Thank you all for your help! I am now quite convinced I can safely boil down the solution. I already did this once but at the time I wasn't aware of the possible formation of the peracetic acid.

Oh, and here are some pictures of my copper acetate crystals... I left the solution of copper acetate on the shelf in the wardrobe for about a year and forgot about it, until I found it in summer, this year - and I didn't even think that the crystals would grow in it (this wasn't even planned) so, when I discovered the jar, I was pleasantly surprised...

On the first picture, you can see, how the acetic acid slowly ate through the steel lid of the jar and left some brown compound behind (which I believe is iron acetate). On other pictures there are the beautiful copper acetate crystals I was mentioning before. Have a nice day :)

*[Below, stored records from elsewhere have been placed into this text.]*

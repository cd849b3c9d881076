//! # ainiwatch — terminal view of the AINI dashboard
//!
//! Composition root that wires the reqwest adapter into the dashboard services.
//!
//! ## Responsibilities
//! - Parse configuration (CLI args, env vars, config file)
//! - Initialize logging
//! - Construct the HTTP adapter and inject it into `StatusClient`
//! - Run one command: watch (poll until Ctrl-C), status, settings, start, stop
//!
//! ## Dependency rule
//! This is the **only** crate that depends on all other crates.
//! It is the wiring layer — no domain logic belongs here.

mod config;
mod render;
mod ticker;

use std::cell::RefCell;
use std::path::PathBuf;
use std::time::Duration;

use clap::{Parser, Subcommand};
use tracing_subscriber::EnvFilter;

use aini_adapter_http_reqwest::ReqwestStatusApi;
use aini_app::services::action_dispatcher::ActionDispatcher;
use aini_app::services::poll_scheduler::PollScheduler;
use aini_app::services::status_client::{RefreshMode, StatusClient};
use aini_app::session::DashboardSession;
use aini_domain::action::ServerAction;
use aini_domain::server::ServerKind;

use crate::config::Config;
use crate::ticker::IntervalTicker;

#[derive(Parser, Debug)]
#[command(version, about = "Watch and control the AINI app and gpu servers")]
struct Cli {
    /// Base URL of the dashboard API (overrides config and `AINI_API_URL`).
    #[arg(long)]
    url: Option<String>,

    /// Path to a TOML config file (defaults to `./ainiwatch.toml` if present).
    #[arg(long)]
    config: Option<PathBuf>,

    #[command(subcommand)]
    command: Option<Command>,
}

#[derive(Subcommand, Debug, Clone, Copy)]
enum Command {
    /// Poll the status API and print every change until Ctrl-C (default).
    Watch,
    /// Fetch the status once and print it.
    Status,
    /// Print the backend settings.
    Settings {
        /// Show secret values instead of masking them.
        #[arg(long)]
        reveal: bool,
    },
    /// Start a server, then print the resynchronized status.
    Start { server: ServerKind },
    /// Stop a server, then print the resynchronized status.
    Stop { server: ServerKind },
}

fn main() -> anyhow::Result<()> {
    let cli = Cli::parse();
    let mut config = Config::load(cli.config.as_deref())?;
    if let Some(url) = cli.url {
        config.api.base_url = url;
        config.validate()?;
    }

    tracing_subscriber::fmt()
        .with_env_filter(EnvFilter::new(&config.logging.filter))
        .with_writer(std::io::stderr)
        .init();

    let runtime = tokio::runtime::Builder::new_current_thread()
        .enable_all()
        .build()?;
    let local = tokio::task::LocalSet::new();
    local.block_on(&runtime, run(cli.command.unwrap_or(Command::Watch), &config))
}

async fn run(command: Command, config: &Config) -> anyhow::Result<()> {
    let api = aini_adapter_http_reqwest::Config {
        base_url: config.api.base_url.clone(),
        timeout: config.http_timeout(),
    }
    .build()?;
    tracing::debug!(base_url = api.base_url(), "using dashboard API");

    let client = StatusClient::new(api);
    let session = DashboardSession::new();

    match command {
        Command::Watch => watch(client, session, config.poll_interval()).await,
        Command::Status => {
            client.refresh(&session, RefreshMode::Visible).await?;
            print!("{}", render::dashboard(&session.state()).as_str());
            Ok(())
        }
        Command::Settings { reveal } => {
            let settings = client.fetch_settings().await?;
            print!("{}", render::settings(&settings, reveal));
            Ok(())
        }
        Command::Start { server } => act(client, session, server, ServerAction::Start).await,
        Command::Stop { server } => act(client, session, server, ServerAction::Stop).await,
    }
}

async fn watch(
    client: StatusClient<ReqwestStatusApi>,
    session: DashboardSession,
    interval: Duration,
) -> anyhow::Result<()> {
    let last_frame = RefCell::new(None);
    session.on_change(move |state| {
        let frame = render::dashboard(state);
        if last_frame.borrow().as_ref() != Some(&frame) {
            println!("{}", frame.as_str());
            last_frame.replace(Some(frame));
        }
    });

    let scheduler = PollScheduler::new(client, session);
    let (handle, task) = scheduler.activate(IntervalTicker::new(interval));
    tokio::task::spawn_local(task);
    tracing::info!(interval_secs = interval.as_secs(), "watching dashboard, press Ctrl-C to stop");

    tokio::signal::ctrl_c().await?;
    handle.deactivate();
    tracing::info!("stopped");
    Ok(())
}

async fn act(
    client: StatusClient<ReqwestStatusApi>,
    session: DashboardSession,
    server: ServerKind,
    action: ServerAction,
) -> anyhow::Result<()> {
    let dispatcher = ActionDispatcher::new(client, session.clone());
    let outcome = dispatcher.perform_action(server, action).await;
    print!("{}", render::dashboard(&session.state()).as_str());
    Ok(outcome?)
}
//! HTTP-specific error type wrapping reqwest and serde errors.

use aini_domain::error::FetchError;

/// Errors originating from the HTTP layer.
#[derive(Debug, thiserror::Error)]
pub enum HttpError {
    /// The client could not be constructed (TLS backend, invalid settings).
    #[error("failed to build HTTP client")]
    Build(#[source] reqwest::Error),

    /// The request could not be sent or the body could not be read.
    #[error("{0}")]
    Transport(#[source] reqwest::Error),

    /// The body was not the expected JSON document.
    #[error("{0}")]
    Decode(#[source] serde_json::Error),

    /// The server answered with a non-2xx status.
    #[error("{}", status_message(.status, .detail))]
    Status { status: u16, detail: Option<String> },
}

#[allow(clippy::trivially_copy_pass_by_ref, clippy::ref_option)]
fn status_message(status: &u16, detail: &Option<String>) -> String {
    detail.clone().unwrap_or_else(|| format!("HTTP {status}"))
}

impl From<HttpError> for FetchError {
    fn from(err: HttpError) -> Self {
        match err {
            HttpError::Build(_) | HttpError::Transport(_) => Self::Transport(err.to_string()),
            HttpError::Decode(_) => Self::Decode(err.to_string()),
            HttpError::Status { .. } => Self::Application(err.to_string()),
        }
    }
}
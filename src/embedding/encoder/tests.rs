use super::*;

fn stub_encoder() -> ClauseEncoder {
    ClauseEncoder::stub().expect("stub encoder")
}

mod config_tests {
    use super::*;
    use serial_test::serial;
    use std::path::PathBuf;

    #[test]
    fn default_config() {
        let config = EncoderConfig::default();
        assert_eq!(config.embedding_dim, crate::constants::DEFAULT_EMBEDDING_DIM);
        assert_eq!(config.max_seq_len, crate::constants::DEFAULT_MAX_SEQ_LEN);
        assert!(!config.testing_stub);
        assert!(config.model_path.as_os_str().is_empty());
    }

    #[test]
    fn stub_config_validates() {
        assert!(EncoderConfig::stub().validate().is_ok());
    }

    #[test]
    fn empty_path_without_stub_rejected() {
        let config = EncoderConfig::default();
        assert!(matches!(
            config.validate(),
            Err(EmbeddingError::InvalidConfig { .. })
        ));
    }

    #[test]
    fn missing_model_dir_rejected() {
        let config = EncoderConfig::new("/nonexistent/encoder-model");
        assert!(matches!(
            config.validate(),
            Err(EmbeddingError::ModelNotFound { .. })
        ));
    }

    #[test]
    fn zero_embedding_dim_rejected() {
        let config = EncoderConfig::stub().with_embedding_dim(0);
        assert!(matches!(
            config.validate(),
            Err(EmbeddingError::InvalidConfig { .. })
        ));
    }

    #[test]
    #[serial]
    fn from_env_reads_model_path() {
        unsafe {
            std::env::set_var(EncoderConfig::ENV_MODEL_PATH, "/models/encoder");
        }
        let config = EncoderConfig::from_env();
        unsafe {
            std::env::remove_var(EncoderConfig::ENV_MODEL_PATH);
        }
        assert_eq!(config.model_path, PathBuf::from("/models/encoder"));
    }
}

#[test]
fn stub_embeddings_are_deterministic() {
    let encoder = stub_encoder();
    let a = encoder.embed("Either party may terminate this Agreement.").unwrap();
    let b = encoder.embed("Either party may terminate this Agreement.").unwrap();
    assert_eq!(a, b);
}

#[test]
fn stub_embeddings_differ_for_different_text() {
    let encoder = stub_encoder();
    let a = encoder.embed("termination for convenience").unwrap();
    let b = encoder.embed("limitation of liability").unwrap();
    assert_ne!(a, b);
}

#[test]
fn embeddings_are_unit_norm() {
    let encoder = stub_encoder();
    let v = encoder.embed("The Employee shall not compete.").unwrap();
    let norm: f32 = v.iter().map(|x| x * x).sum::<f32>().sqrt();
    assert!((norm - 1.0).abs() < 1e-5);
}

#[test]
fn batch_matches_single() {
    let encoder = stub_encoder();
    let texts = ["clause one text", "clause two text", "clause three text"];
    let batch = encoder.embed_batch(&texts).unwrap();
    for (text, batched) in texts.iter().zip(&batch) {
        assert_eq!(&encoder.embed(text).unwrap(), batched);
    }
}

#[test]
fn dual_embedding_primary_differs_from_context() {
    let encoder = stub_encoder();
    let dual = encoder.embed_dual("governing law of the State of Delaware").unwrap();
    assert_ne!(dual.primary, dual.context);
    assert_eq!(dual.primary.len(), encoder.embedding_dim());
    assert_eq!(dual.context.len(), encoder.embedding_dim());
}

#[test]
fn query_vector_is_primary_then_context() {
    let encoder = stub_encoder();
    let dual = encoder.embed_dual("indemnification obligations").unwrap();
    let query = dual.query_vector();
    assert_eq!(query.len(), encoder.query_dim());
    assert_eq!(&query[..dual.primary.len()], dual.primary.as_slice());
    assert_eq!(&query[dual.primary.len()..], dual.context.as_slice());
}

#[test]
fn dual_batch_matches_single_dual() {
    let encoder = stub_encoder();
    let texts = ["first clause body", "second clause body"];
    let batch = encoder.embed_dual_batch(&texts).unwrap();
    assert_eq!(batch.len(), 2);
    for (text, batched) in texts.iter().zip(&batch) {
        assert_eq!(&encoder.embed_dual(text).unwrap(), batched);
    }
}
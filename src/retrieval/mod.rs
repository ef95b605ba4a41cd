//! Candidate retrieval with sub-clause probing.
//!
//! A single fixed-size query embedding under-represents long clauses, so
//! clauses longer than the probe window are additionally queried through
//! overlapping sub-windows and the candidate sets are unioned.

#[cfg(test)]
mod tests;

use std::collections::BTreeSet;

use thiserror::Error;
use tracing::debug;

use crate::constants::{DEFAULT_PROBE_STRIDE, DEFAULT_PROBE_WINDOW, DEFAULT_TOP_K_RETRIEVAL};
use crate::corpus::{DimensionMismatch, ReferenceCorpus};
use crate::embedding::{ClauseEncoder, DualEmbedding, EmbeddingError};

#[derive(Debug, Error)]
pub enum RetrievalError {
    #[error(transparent)]
    Embedding(#[from] EmbeddingError),

    #[error(transparent)]
    Dimension(#[from] DimensionMismatch),
}

/// Probe geometry for long clauses.
#[derive(Debug, Clone, Copy)]
pub struct ProbeConfig {
    /// Clauses longer than this (in characters) are windowed.
    pub window: usize,
    /// Offset between consecutive windows.
    pub stride: usize,
}

impl Default for ProbeConfig {
    fn default() -> Self {
        Self {
            window: DEFAULT_PROBE_WINDOW,
            stride: DEFAULT_PROBE_STRIDE,
        }
    }
}

/// Splits a clause into overlapping character windows covering the full
/// text. Text at or under the window size yields just the trimmed text.
pub fn subwindows<'a>(text: &'a str, config: &ProbeConfig) -> Vec<&'a str> {
    let text = text.trim();
    let char_offsets: Vec<usize> = text
        .char_indices()
        .map(|(i, _)| i)
        .chain(std::iter::once(text.len()))
        .collect();
    let char_len = char_offsets.len() - 1;

    if char_len <= config.window || config.stride == 0 {
        return vec![text];
    }

    let mut windows = Vec::new();
    let mut start = 0;
    loop {
        if start + config.window >= char_len {
            // Final window is anchored to the end so the tail is covered.
            windows.push(&text[char_offsets[char_len - config.window]..]);
            break;
        }
        windows.push(&text[char_offsets[start]..char_offsets[start + config.window]]);
        start += config.stride;
    }

    windows
}

/// Retrieves candidate reference rows for clauses.
#[derive(Debug, Clone, Copy)]
pub struct Retriever {
    pub top_k: usize,
    pub probe: ProbeConfig,
}

impl Default for Retriever {
    fn default() -> Self {
        Self {
            top_k: DEFAULT_TOP_K_RETRIEVAL,
            probe: ProbeConfig::default(),
        }
    }
}

impl Retriever {
    /// Collects the candidate set for one clause: the full-text query plus,
    /// for long clauses, one query per sub-window. Results are the union of
    /// all returned indices, in ascending order.
    pub fn candidates(
        &self,
        encoder: &ClauseEncoder,
        corpus: &ReferenceCorpus,
        clause_text: &str,
        full_query: &DualEmbedding,
    ) -> Result<Vec<usize>, RetrievalError> {
        let mut union: BTreeSet<usize> = BTreeSet::new();

        for hit in corpus.search(&full_query.query_vector(), self.top_k)? {
            union.insert(hit.index);
        }

        let windows = subwindows(clause_text, &self.probe);
        if windows.len() > 1 {
            debug!(
                clause_len = clause_text.len(),
                probes = windows.len(),
                "Probing long clause with sub-windows"
            );
            for window in windows {
                let probe = encoder.embed_dual(window)?;
                for hit in corpus.search(&probe.query_vector(), self.top_k)? {
                    union.insert(hit.index);
                }
            }
        }

        Ok(union.into_iter().collect())
    }
}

DSC01533 (1440 x 1080).jpg - 346kBDSC01534 (1440 x 1080).jpg - 555kBDSC01535 (1440 x 1080).jpg - 298kBDSC01538 (1440 x 1080).jpg - 216kB

xfusion44 - 26-12-2017 at 06:53

PS: those pieces of copper pipe that have crystals grown on them are about 18mm in diameter (0.7in).

aga - 26-12-2017 at 08:56

Cool !

They look a good size.

xfusion44 - 26-12-2017 at 13:31

Quote: Originally posted by aga  
Cool !

They look a good size.


I wish they'd look as good on the photos as they do in real life. I think the problem is just that you don't see them from different angles on the photo.

aga - 26-12-2017 at 13:43

In real life you see the equivalent of 100 photos a second, in stereo.

Take more photos and post them maybe ?

This looks like a really good candidate for hanging a seed crystal from a string.
It might take a year, but the crystals are awesome.

zed - 26-12-2017 at 19:08

Not entirely sure about acetic acid alone, eating your steel lid. There is a complex relationship between salts of iron/copper/silver, that I don't quite understand. My jeweler buddies, in the past, used an etching solution, that I didn't quite understand the actions of. When loaded with Silver, Just chews up native metals, and ppts native Silver.... Likewise, a solution of Cu, might decide to dump Native Copper, and tear up steel. Much more corrosive than mere acetic acid.

This stuff has its Mojo working!

chornedsnorkack - 28-12-2017 at 03:41

Danger of what?
Two different things:

With respect to explosion, it is said that peracetic acid is sold in mixture with acetic acid and hydrogen peroxide "to maintain its stability".
Meaning that a mixture which is still mostly peracetic acid is already much less explosive than pure peracetic acid.
Thus a mixture which is mostly acetic acid, hydrogen peroxide and water with only a small admixture of peracetic acid should be much safer again.

As for toxicity - is peracetic acid significantly more toxic than hydrogen peroxide?